> _TASK PROMPT_: All of the records should be restated word for word.

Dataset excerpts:
# # #

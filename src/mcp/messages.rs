//! JSON-RPC 2.0 message types for the MCP stdio channel.
//!
//! One JSON object per line. Requests without an `id` are notifications and get no reply.

use serde::{Deserialize, Deserializer, Serialize};
use serde_json::Value;

pub const JSONRPC_VERSION: &str = "2.0";

/// Request or notification received from the host.
#[derive(Debug, Clone, Serialize, Deserialize)]
pub struct RpcRequest {
    #[serde(default)]
    pub jsonrpc: Option<String>,
    /// Request ID; absent for notifications. An explicit `null` is kept as `Some(Value::Null)`.
    #[serde(default, deserialize_with = "present_id", skip_serializing_if = "Option::is_none")]
    pub id: Option<Value>,
    /// Method name (e.g., "tools/list", "tools/call").
    pub method: String,
    /// Method parameters.
    #[serde(default)]
    pub params: Value,
}

impl RpcRequest {
    /// Check if this message expects no reply.
    pub fn is_notification(&self) -> bool {
        self.id.is_none()
    }
}

/// Any `id` key that is present, `null` included, marks a request rather than a notification.
fn present_id<'de, D>(deserializer: D) -> Result<Option<Value>, D::Error>
where
    D: Deserializer<'de>,
{
    Value::deserialize(deserializer).map(Some)
}

/// Response sent back to the host.
#[derive(Debug, Clone, Serialize, Deserialize)]
pub struct RpcResponse {
    pub jsonrpc: String,
    /// Request ID this response corresponds to; null when the request was unreadable.
    pub id: Value,
    /// Result value on success.
    #[serde(skip_serializing_if = "Option::is_none")]
    pub result: Option<Value>,
    /// Error details on failure.
    #[serde(skip_serializing_if = "Option::is_none")]
    pub error: Option<RpcError>,
}

impl RpcResponse {
    /// Create a success response.
    pub fn success(id: Value, result: Value) -> Self {
        Self {
            jsonrpc: JSONRPC_VERSION.to_string(),
            id,
            result: Some(result),
            error: None,
        }
    }

    /// Create an error response.
    pub fn error(id: Value, error: RpcError) -> Self {
        Self {
            jsonrpc: JSONRPC_VERSION.to_string(),
            id,
            result: None,
            error: Some(error),
        }
    }

}

/// Error details in a response.
#[derive(Debug, Clone, Serialize, Deserialize)]
pub struct RpcError {
    /// Error code.
    pub code: i32,
    /// Human-readable error message.
    pub message: String,
    /// Additional error data.
    #[serde(skip_serializing_if = "Option::is_none")]
    pub data: Option<Value>,
}

impl RpcError {
    /// Create a new error.
    pub fn new(code: i32, message: impl Into<String>) -> Self {
        Self {
            code,
            message: message.into(),
            data: None,
        }
    }

    /// Parse error (-32700).
    pub fn parse_error(message: impl Into<String>) -> Self {
        Self::new(ErrorCode::PARSE_ERROR, message)
    }

    /// Invalid request error (-32600).
    pub fn invalid_request(message: impl Into<String>) -> Self {
        Self::new(ErrorCode::INVALID_REQUEST, message)
    }

    /// Method not found error (-32601).
    pub fn method_not_found(method: impl Into<String>) -> Self {
        Self::new(
            ErrorCode::METHOD_NOT_FOUND,
            format!("Unknown method: {}", method.into()),
        )
    }

    /// Invalid params error (-32602).
    pub fn invalid_params(message: impl Into<String>) -> Self {
        Self::new(ErrorCode::INVALID_PARAMS, message)
    }

    /// Internal error (-32603).
    pub fn internal_error(message: impl Into<String>) -> Self {
        Self::new(ErrorCode::INTERNAL_ERROR, message)
    }
}

/// Standard error codes.
pub struct ErrorCode;

impl ErrorCode {
    /// Invalid JSON.
    pub const PARSE_ERROR: i32 = -32700;
    /// Invalid request object.
    pub const INVALID_REQUEST: i32 = -32600;
    /// Unknown method.
    pub const METHOD_NOT_FOUND: i32 = -32601;
    /// Invalid parameters, including unknown tool names.
    pub const INVALID_PARAMS: i32 = -32602;
    /// Internal server error.
    pub const INTERNAL_ERROR: i32 = -32603;
}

# # #

> _RESPONSE BOX_:
filename src/mcp/messages.rs
//! JSON-RPC 2.0 message types for the MCP stdio channel.
//!
//! One JSON object per line. Requests without an `id` are notifications and get no reply.

use serde::{Deserialize, Deserializer, Serialize};
use serde_json::Value;

pub const JSONRPC_VERSION: &str = "2.0";

/// Request or notification received from the host.
#[derive(Debug, Clone, Serialize, Deserialize)]
pub struct RpcRequest {
    #[serde(default)]
    pub jsonrpc: Option<String>,
    /// Request ID; absent for notifications. An explicit `null` is kept as `Some(Value::Null)`.
    #[serde(default, deserialize_with = "present_id", skip_serializing_if = "Option::is_none")]
    pub id: Option<Value>,
    /// Method name (e.g., "tools/list", "tools/call").
    pub method: String,
    /// Method parameters.
    #[serde(default)]
    pub params: Value,
}

impl RpcRequest {
    /// Check if this message expects no reply.
    pub fn is_notification(&self) -> bool {
        self.id.is_none()
    }
}

/// Any `id` key that is present, `null` included, marks a request rather than a notification.
fn present_id<'de, D>(deserializer: D) -> Result<Option<Value>, D::Error>
where
    D: Deserializer<'de>,
{
    Value::deserialize(deserializer).map(Some)
}

/// Response sent back to the host.
#[derive(Debug, Clone, Serialize, Deserialize)]
pub struct RpcResponse {
    pub jsonrpc: String,
    /// Request ID this response corresponds to; null when the request was unreadable.
    pub id: Value,
    /// Result value on success.
    #[serde(skip_serializing_if = "Option::is_none")]
    pub result: Option<Value>,
    /// Error details on failure.
    #[serde(skip_serializing_if = "Option::is_none")]
    pub error: Option<RpcError>,
}

impl RpcResponse {
    /// Create a success response.
    pub fn success(id: Value, result: Value) -> Self {
        Self {
            jsonrpc: JSONRPC_VERSION.to_string(),
            id,
            result: Some(result),
            error: None,
        }
    }

    /// Create an error response.
    pub fn error(id: Value, error: RpcError) -> Self {
        Self {
            jsonrpc: JSONRPC_VERSION.to_string(),
            id,
            result: None,
            error: Some(error),
        }
    }

}

/// Error details in a response.
#[derive(Debug, Clone, Serialize, Deserialize)]
pub struct RpcError {
    /// Error code.
    pub code: i32,
    /// Human-readable error message.
    pub message: String,
    /// Additional error data.
    #[serde(skip_serializing_if = "Option::is_none")]
    pub data: Option<Value>,
}

impl RpcError {
    /// Create a new error.
    pub fn new(code: i32, message: impl Into<String>) -> Self {
        Self {
            code,
            message: message.into(),
            data: None,
        }
    }

    /// Parse error (-32700).
    pub fn parse_error(message: impl Into<String>) -> Self {
        Self::new(ErrorCode::PARSE_ERROR, message)
    }

    /// Invalid request error (-32600).
    pub fn invalid_request(message: impl Into<String>) -> Self {
        Self::new(ErrorCode::INVALID_REQUEST, message)
    }

    /// Method not found error (-32601).
    pub fn method_not_found(method: impl Into<String>) -> Self {
        Self::new(
            ErrorCode::METHOD_NOT_FOUND,
            format!("Unknown method: {}", method.into()),
        )
    }

    /// Invalid params error (-32602).
    pub fn invalid_params(message: impl Into<String>) -> Self {
        Self::new(ErrorCode::INVALID_PARAMS, message)
    }

    /// Internal error (-32603).
    pub fn internal_error(message: impl Into<String>) -> Self {
        Self::new(ErrorCode::INTERNAL_ERROR, message)
    }
}

/// Standard error codes.
pub struct ErrorCode;

impl ErrorCode {
    /// Invalid JSON.
    pub const PARSE_ERROR: i32 = -32700;
    /// Invalid request object.
    pub const INVALID_REQUEST: i32 = -32600;
    /// Unknown method.
    pub const METHOD_NOT_FOUND: i32 = -32601;
    /// Invalid parameters, including unknown tool names.
    pub const INVALID_PARAMS: i32 = -32602;
    /// Internal server error.
    pub const INTERNAL_ERROR: i32 = -32603;
}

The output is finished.